Segment Start: The data
// src/numerics/mod.rs
// Top-level numerics module. Exposes a `types` namespace with submodules.

pub mod types {
    // The submodules live in src/numerics/types/*.rs
    pub mod traits;
    pub mod vector;
    pub mod point;
    pub mod quaternion;
    pub mod matrix;
}

pub mod buffer;
pub mod checked;
pub mod config;
pub mod error;

pub use buffer::{FloatBuffer, MatrixSink, MATRIX_FLOATS};
pub use config::{parse_parameters, NumericsConfig, ValidationMode};
pub use error::{NumericsError, Result};
pub use types::matrix::Matrix4x4;
pub use types::point::Point3;
pub use types::quaternion::Quaternion;
pub use types::traits::FloatingPoint;
pub use types::vector::{Vector3, Vector4};
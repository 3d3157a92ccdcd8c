//! Error type for the numerics crate.

/// Errors reported by validated operations.
///
/// The default (lenient) algebra never produces these except for row and
/// column access; everything else comes from the strict variants in
/// `numerics::checked` or from configuration parsing.
#[derive(Debug, Clone, PartialEq, thiserror::Error)]
pub enum NumericsError {
    #[error("{axis} index {index} is out of range for a 4x4 matrix (expected 0..=3)")]
    IndexOutOfRange { axis: &'static str, index: usize },

    #[error("Matrix is singular: determinant {determinant} is within tolerance of zero")]
    SingularMatrix { determinant: f64 },

    #[error("Degenerate projection: {0}")]
    DegenerateProjection(String),

    #[error("Quaternion is not unit length: |q| = {length}")]
    NonUnitQuaternion { length: f64 },

    #[error("Buffer overflow: need {required} floats, capacity is {available}")]
    BufferOverflow { required: usize, available: usize },

    #[error("Invalid parameter: {0}")]
    InvalidParameter(String),
}

pub type Result<T> = std::result::Result<T, NumericsError>;
//! Opt-in validated variants of the matrix operations.
//!
//! Under `ValidationMode::Lenient` every function returns exactly what the
//! unguarded operation returns, wrapped in `Ok`. Under `ValidationMode::Strict`
//! degenerate input is rejected before any division happens.

use crate::numerics::config::NumericsConfig;
use crate::numerics::error::{NumericsError, Result};
use crate::numerics::types::matrix::Matrix4x4;
use crate::numerics::types::quaternion::Quaternion;
use crate::numerics::types::traits::FloatingPoint;

fn reject<T>(err: NumericsError) -> Result<T> {
    tracing::warn!(error = %err, "strict validation rejected input");
    Err(err)
}

fn degenerate<T>(reason: &str) -> Result<T> {
    reject(NumericsError::DegenerateProjection(reason.to_string()))
}

impl<T: FloatingPoint> Matrix4x4<T> {
    pub fn checked_inverse(&self, config: &NumericsConfig) -> Result<Self> {
        if config.is_strict() {
            let det = self.determinant().to_f64();
            if !det.is_finite() || det.abs() <= config.singular_epsilon {
                return reject(NumericsError::SingularMatrix { determinant: det });
            }
        }
        Ok(self.inverse())
    }

    pub fn checked_normal_matrix(&self, config: &NumericsConfig) -> Result<Self> {
        self.transpose().checked_inverse(config)
    }

    pub fn checked_perspective(
        fov_radians: T,
        aspect: T,
        near: T,
        far: T,
        config: &NumericsConfig,
    ) -> Result<Self> {
        if config.is_strict() {
            let all_finite = [fov_radians, aspect, near, far].iter().all(|v| v.is_finite());
            if !all_finite {
                return degenerate("perspective parameters must be finite");
            }
            if fov_radians <= T::zero() {
                return degenerate("field of view must be positive");
            }
            if aspect == T::zero() {
                return degenerate("aspect ratio must be non-zero");
            }
            if near == far {
                return degenerate("near and far planes coincide");
            }
        }
        let m = Self::for_perspective(fov_radians, aspect, near, far);
        if config.is_strict() && !m.is_finite() {
            return degenerate("perspective produced non-finite cells");
        }
        Ok(m)
    }

    pub fn checked_ortho(
        left: T,
        right: T,
        bottom: T,
        top: T,
        near: T,
        far: T,
        config: &NumericsConfig,
    ) -> Result<Self> {
        if config.is_strict() {
            if left == right {
                return degenerate("left and right planes coincide");
            }
            if bottom == top {
                return degenerate("bottom and top planes coincide");
            }
            if near == far {
                return degenerate("near and far planes coincide");
            }
        }
        let m = Self::for_ortho(left, right, bottom, top, near, far);
        if config.is_strict() && !m.is_finite() {
            return degenerate("orthographic projection produced non-finite cells");
        }
        Ok(m)
    }

    pub fn checked_rotation(q: Quaternion<T>, config: &NumericsConfig) -> Result<Self> {
        if config.is_strict() {
            let length = q.length().to_f64();
            if !length.is_finite() || (length - 1.0).abs() > config.unit_tolerance {
                return reject(NumericsError::NonUnitQuaternion { length });
            }
        }
        Ok(Self::for_rotation(q))
    }
}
Segment End: The data
**Directions for this task**
Repeat each record exactly, leaving nothing out.

**Task solution**
// src/numerics/mod.rs
// Top-level numerics module. Exposes a `types` namespace with submodules.

pub mod types {
    // The submodules live in src/numerics/types/*.rs
    pub mod traits;
    pub mod vector;
    pub mod point;
    pub mod quaternion;
    pub mod matrix;
}

pub mod buffer;
pub mod checked;
pub mod config;
pub mod error;

pub use buffer::{FloatBuffer, MatrixSink, MATRIX_FLOATS};
pub use config::{parse_parameters, NumericsConfig, ValidationMode};
pub use error::{NumericsError, Result};
pub use types::matrix::Matrix4x4;
pub use types::point::Point3;
pub use types::quaternion::Quaternion;
pub use types::traits::FloatingPoint;
pub use types::vector::{Vector3, Vector4};
repository 3d3157a92ccdcd8c
//! Error type for the numerics crate.

/// Errors reported by validated operations.
///
/// The default (lenient) algebra never produces these except for row and
/// column access; everything else comes from the strict variants in
/// `numerics::checked` or from configuration parsing.
#[derive(Debug, Clone, PartialEq, thiserror::Error)]
pub enum NumericsError {
    #[error("{axis} index {index} is out of range for a 4x4 matrix (expected 0..=3)")]
    IndexOutOfRange { axis: &'static str, index: usize },

    #[error("Matrix is singular: determinant {determinant} is within tolerance of zero")]
    SingularMatrix { determinant: f64 },

    #[error("Degenerate projection: {0}")]
    DegenerateProjection(String),

    #[error("Quaternion is not unit length: |q| = {length}")]
    NonUnitQuaternion { length: f64 },

    #[error("Buffer overflow: need {required} floats, capacity is {available}")]
    BufferOverflow { required: usize, available: usize },

    #[error("Invalid parameter: {0}")]
    InvalidParameter(String),
}

pub type Result<T> = std::result::Result<T, NumericsError>;
//! Opt-in validated variants of the matrix operations.
//!
//! Under `ValidationMode::Lenient` every function returns exactly what the
//! unguarded operation returns, wrapped in `Ok`. Under `ValidationMode::Strict`
//! degenerate input is rejected before any division happens.

use crate::numerics::config::NumericsConfig;
use crate::numerics::error::{NumericsError, Result};
use crate::numerics::types::matrix::Matrix4x4;
use crate::numerics::types::quaternion::Quaternion;
use crate::numerics::types::traits::FloatingPoint;

fn reject<T>(err: NumericsError) -> Result<T> {
    tracing::warn!(error = %err, "strict validation rejected input");
    Err(err)
}

fn degenerate<T>(reason: &str) -> Result<T> {
    reject(NumericsError::DegenerateProjection(reason.to_string()))
}

impl<T: FloatingPoint> Matrix4x4<T> {
    pub fn checked_inverse(&self, config: &NumericsConfig) -> Result<Self> {
        if config.is_strict() {
            let det = self.determinant().to_f64();
            if !det.is_finite() || det.abs() <= config.singular_epsilon {
                return reject(NumericsError::SingularMatrix { determinant: det });
            }
        }
        Ok(self.inverse())
    }

    pub fn checked_normal_matrix(&self, config: &NumericsConfig) -> Result<Self> {
        self.transpose().checked_inverse(config)
    }

    pub fn checked_perspective(
        fov_radians: T,
        aspect: T,
        near: T,
        far: T,
        config: &NumericsConfig,
    ) -> Result<Self> {
        if config.is_strict() {
            let all_finite = [fov_radians, aspect, near, far].iter().all(|v| v.is_finite());
            if !all_finite {
                return degenerate("perspective parameters must be finite");
            }
            if fov_radians <= T::zero() {
                return degenerate("field of view must be positive");
            }
            if aspect == T::zero() {
                return degenerate("aspect ratio must be non-zero");
            }
            if near == far {
                return degenerate("near and far planes coincide");
            }
        }
        let m = Self::for_perspective(fov_radians, aspect, near, far);
        if config.is_strict() && !m.is_finite() {
            return degenerate("perspective produced non-finite cells");
        }
        Ok(m)
    }

    pub fn checked_ortho(
        left: T,
        right: T,
        bottom: T,
        top: T,
        near: T,
        far: T,
        config: &NumericsConfig,
    ) -> Result<Self> {
        if config.is_strict() {
            if left == right {
                return degenerate("left and right planes coincide");
            }
            if bottom == top {
                return degenerate("bottom and top planes coincide");
            }
            if near == far {
                return degenerate("near and far planes coincide");
            }
        }
        let m = Self::for_ortho(left, right, bottom, top, near, far);
        if config.is_strict() && !m.is_finite() {
            return degenerate("orthographic projection produced non-finite cells");
        }
        Ok(m)
    }

    pub fn checked_rotation(q: Quaternion<T>, config: &NumericsConfig) -> Result<Self> {
        if config.is_strict() {
            let length = q.length().to_f64();
            if !length.is_finite() || (length - 1.0).abs() > config.unit_tolerance {
                return reject(NumericsError::NonUnitQuaternion { length });
            }
        }
        Ok(Self::for_rotation(q))
    }
}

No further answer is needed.